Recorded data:
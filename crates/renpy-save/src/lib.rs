//! Lossless conversion of Ren'Py save games between their pickled form and
//! an editable JSON document.
//!
//! A Ren'Py save is a zip archive whose `log` entry is a pickle stream of
//! the whole game state. This crate decodes that stream into an object graph
//! without running any game code, renders the graph as tagged JSON, and
//! writes an edited document back into a copy of the original archive.
//!
//! # Overview
//!
//! - Classes named by the stream are never imported. They are recorded in a
//!   [`TypeRegistry`] and classified by how the stream uses them (list-like,
//!   dict-like, set-like or plain).
//! - Shared and cyclic references survive both directions: identity lives in
//!   the [`Graph`] arena and is anchored with ids in the JSON form.
//! - Values JSON cannot express (tuples, sets, bytes, big integers,
//!   non-string keys) are carried by single-key tag objects.
//!
//! # Quick Start
//!
//! ```rust
//! use renpy_save::{decode_pickle_global, encode_pickle, from_text, to_text};
//! use renpy_save::{EncodeOptions, TextOptions, TypeRegistry};
//!
//! // {'a': [1, 2, 3]} pickled at protocol 2
//! let log = b"\x80\x02}q\x00X\x01\x00\x00\x00aq\x01]q\x02(K\x01K\x02K\x03es.";
//!
//! let decoded = decode_pickle_global(log).unwrap();
//! let doc = to_text(&decoded.graph, &decoded.root, &TextOptions::default()).unwrap();
//! assert_eq!(doc, serde_json::json!({"a": [1, 2, 3]}));
//!
//! let (graph, root) = from_text(&doc, TypeRegistry::global()).unwrap();
//! let bytes = encode_pickle(&graph, &root, &EncodeOptions::default()).unwrap();
//! assert_eq!(&bytes[..2], b"\x80\x02");
//! ```
//!
//! # Modules
//!
//! - [`registry`]: Dynamic type registry
//! - [`model`]: Object graph (values, nodes, instance state)
//! - [`codec`]: Pickle opcode stream decoding/encoding
//! - [`text`]: Tagged JSON form and the document envelope
//! - [`archive`]: Save archive (zip) access
//! - [`convert`]: End-to-end archive/document conversions
//! - [`error`]: Error types
//! - [`limits`]: Protocol constants and decoding limits
//!
//! # Security
//!
//! Save files are untrusted input. The decoder never executes anything a
//! stream names; it only records it:
//! - Stack, memo and literal sizes are bounded
//! - Persistent ids, extension registry codes and out-of-band buffers are
//!   rejected
//! - Malformed streams fail with the byte offset of the offending opcode

pub mod archive;
pub mod codec;
pub mod convert;
pub mod error;
pub mod limits;
pub mod model;
pub mod registry;
pub mod text;

// Re-export commonly used types at crate root
pub use archive::{Metadata, SaveArchive};
pub use codec::{decode_pickle, decode_pickle_global, encode_pickle, DecodeOptions, Decoded, EncodeOptions};
pub use convert::{
    decode_save_file, document_to_save, encode_save_file, parse_document, save_to_document, write_document,
};
pub use error::{
    ContainerError, DecodeError, DecodeErrorKind, EncodeError, Error, ErrorCode, RegistryInconsistency,
    TextErrorKind, TextFormatError,
};
pub use model::{Constructor, Graph, Instance, Node, NodeId, State, Value, ValueMap, ValueSet};
pub use registry::{TypeHandle, TypeKind, TypeRegistry};
pub use text::{from_text, to_text, SaveDocument, TextOptions};

/// Crate version.
pub const VERSION: &str = env!("CARGO_PKG_VERSION");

## TASK PROMPT
Copy down each line in the entries that has the word "never".

## ANSWER BOX
//! - Classes named by the stream are never imported. They are recorded in a
//! Save files are untrusted input. The decoder never executes anything a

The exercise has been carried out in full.